### Extracted data entries
+++
//! Random-access byte sources.
//!
//! Every archive, nested or not, reads from a [`ByteRange`]:
//! a window onto some shared, immutable storage.
//! The root range owns the storage (a memory-mapped file or a heap buffer);
//! subsections are views that share it by reference count,
//! so the storage lives until the last view into it is dropped.

use std::fs::File;
use std::io::{self, Read, Seek, SeekFrom};

use bytes::Bytes;
use camino::Utf8Path;
use log::*;
use memmap2::Mmap;

use crate::arch::usize;
use crate::result::*;

/// How a [`ByteStream`] may be consumed
#[derive(Debug, Copy, Clone, PartialEq, Eq)]
pub enum ReadMode {
    /// A single front-to-back pass. The stream can't seek,
    /// and shouldn't be kept around after it hits EOF.
    Once,
    /// Independent, repeatable reads. The stream can seek,
    /// and its cursor is its own; no two streams share one.
    PerRead,
}

/// A contiguous, immutable window of bytes.
///
/// Cloning a range or taking a [`subsection`](Self::subsection) of it
/// never copies the underlying bytes.
#[derive(Clone)]
pub struct ByteRange {
    bytes: Bytes,
    /// Where `bytes` starts in the root storage
    offset: u64,
}

impl ByteRange {
    /// Wraps a heap buffer as a root range.
    pub fn new<B: Into<Bytes>>(bytes: B) -> Self {
        Self {
            bytes: bytes.into(),
            offset: 0,
        }
    }

    /// Memory-maps the file at `path` as a root range.
    ///
    /// The mapping is unmapped once this range and every view into it
    /// (including nested archives) are dropped.
    pub fn open<P: AsRef<Utf8Path>>(path: P) -> JarResult<Self> {
        let path = path.as_ref();
        debug!("Memory mapping {path}");
        let file = File::open(path)?;
        // Safety: the usual mmap caveat applies.
        // If someone truncates the file out from under us, we'll fault.
        let mapping = unsafe { Mmap::map(&file)? };
        Ok(Self::new(Bytes::from_owner(mapping)))
    }

    /// Length of the range in bytes
    pub fn len(&self) -> u64 {
        self.bytes.len() as u64
    }

    pub fn is_empty(&self) -> bool {
        self.bytes.is_empty()
    }

    /// The range's position in the root storage it views
    pub fn root_offset(&self) -> u64 {
        self.offset
    }

    pub fn as_slice(&self) -> &[u8] {
        &self.bytes
    }

    pub(crate) fn as_bytes(&self) -> &Bytes {
        &self.bytes
    }

    /// Borrows `length` bytes starting at `offset`.
    ///
    /// Fails with [`JarError::OutOfRange`] if any part of that
    /// lies past the end of the range. Nothing is clamped.
    pub fn read(&self, offset: u64, length: u64) -> JarResult<&[u8]> {
        let (start, end) = self.bounds(offset, length)?;
        Ok(&self.bytes[start..end])
    }

    /// Copies bytes at `offset` into `buf`, returning how many were copied.
    ///
    /// Positional; there's no cursor, so any number of threads can call this at once.
    /// Short counts only happen at the end of the range.
    pub fn read_at(&self, offset: u64, buf: &mut [u8]) -> JarResult<usize> {
        if offset > self.len() {
            return Err(self.out_of_range(offset, buf.len() as u64));
        }
        let start = usize(offset)?;
        let available = &self.bytes[start..];
        let count = available.len().min(buf.len());
        buf[..count].copy_from_slice(&available[..count]);
        Ok(count)
    }

    /// Returns a view of `length` bytes starting at `offset`.
    pub fn subsection(&self, offset: u64, length: u64) -> JarResult<ByteRange> {
        let (start, end) = self.bounds(offset, length)?;
        Ok(Self {
            bytes: self.bytes.slice(start..end),
            offset: self.offset + offset,
        })
    }

    /// Returns a stream over the whole range.
    pub fn open_stream(&self, mode: ReadMode) -> ByteStream {
        ByteStream {
            bytes: self.bytes.clone(),
            position: 0,
            mode,
        }
    }

    fn bounds(&self, offset: u64, length: u64) -> JarResult<(usize, usize)> {
        match offset.checked_add(length) {
            Some(end) if end <= self.len() => Ok((usize(offset)?, usize(end)?)),
            _ => Err(self.out_of_range(offset, length)),
        }
    }

    fn out_of_range(&self, offset: u64, length: u64) -> JarError {
        JarError::OutOfRange {
            offset,
            length,
            size: self.len(),
        }
    }
}

impl std::fmt::Debug for ByteRange {
    fn fmt(&self, f: &mut std::fmt::Formatter<'_>) -> std::fmt::Result {
        f.debug_struct("ByteRange")
            .field("offset", &self.offset)
            .field("len", &self.bytes.len())
            .finish()
    }
}

impl From<Vec<u8>> for ByteRange {
    fn from(v: Vec<u8>) -> Self {
        Self::new(v)
    }
}

impl From<Bytes> for ByteRange {
    fn from(b: Bytes) -> Self {
        Self::new(b)
    }
}

/// A stream over a [`ByteRange`], created by [`ByteRange::open_stream()`]
///
/// Streams are `Send` and own a reference to their storage,
/// so they can outlive the range (and archive) they came from.
pub struct ByteStream {
    bytes: Bytes,
    position: usize,
    mode: ReadMode,
}

impl ByteStream {
    pub fn mode(&self) -> ReadMode {
        self.mode
    }

    /// Bytes left before EOF
    pub fn remaining(&self) -> usize {
        self.bytes.len().saturating_sub(self.position)
    }
}

impl Read for ByteStream {
    fn read(&mut self, buf: &mut [u8]) -> io::Result<usize> {
        let available = self.bytes.get(self.position..).unwrap_or_default();
        let count = available.len().min(buf.len());
        buf[..count].copy_from_slice(&available[..count]);
        self.position += count;
        Ok(count)
    }
}

impl Seek for ByteStream {
    fn seek(&mut self, pos: SeekFrom) -> io::Result<u64> {
        if self.mode == ReadMode::Once {
            return Err(io::Error::new(
                io::ErrorKind::Unsupported,
                "Can't seek a read-once stream",
            ));
        }
        let len = self.bytes.len() as i128;
        let target = match pos {
            SeekFrom::Start(p) => p as i128,
            SeekFrom::End(d) => len + d as i128,
            SeekFrom::Current(d) => self.position as i128 + d as i128,
        };
        if target < 0 {
            return Err(io::Error::new(
                io::ErrorKind::InvalidInput,
                "Seek before the start of the stream",
            ));
        }
        // Seeking past the end is allowed; reads there just return 0.
        self.position = usize::try_from(target).map_err(|_| {
            io::Error::new(io::ErrorKind::InvalidInput, "Seek past the address space")
        })?;
        Ok(self.position as u64)
    }
}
+++
### Instructions for the task
Pull every line with the word "ByteRange" from the data.

### Result
//! Every archive, nested or not, reads from a [`ByteRange`]:
pub struct ByteRange {
impl ByteRange {
    pub fn subsection(&self, offset: u64, length: u64) -> JarResult<ByteRange> {
impl std::fmt::Debug for ByteRange {
        f.debug_struct("ByteRange")
impl From<Vec<u8>> for ByteRange {
impl From<Bytes> for ByteRange {
/// A stream over a [`ByteRange`], created by [`ByteRange::open_stream()`]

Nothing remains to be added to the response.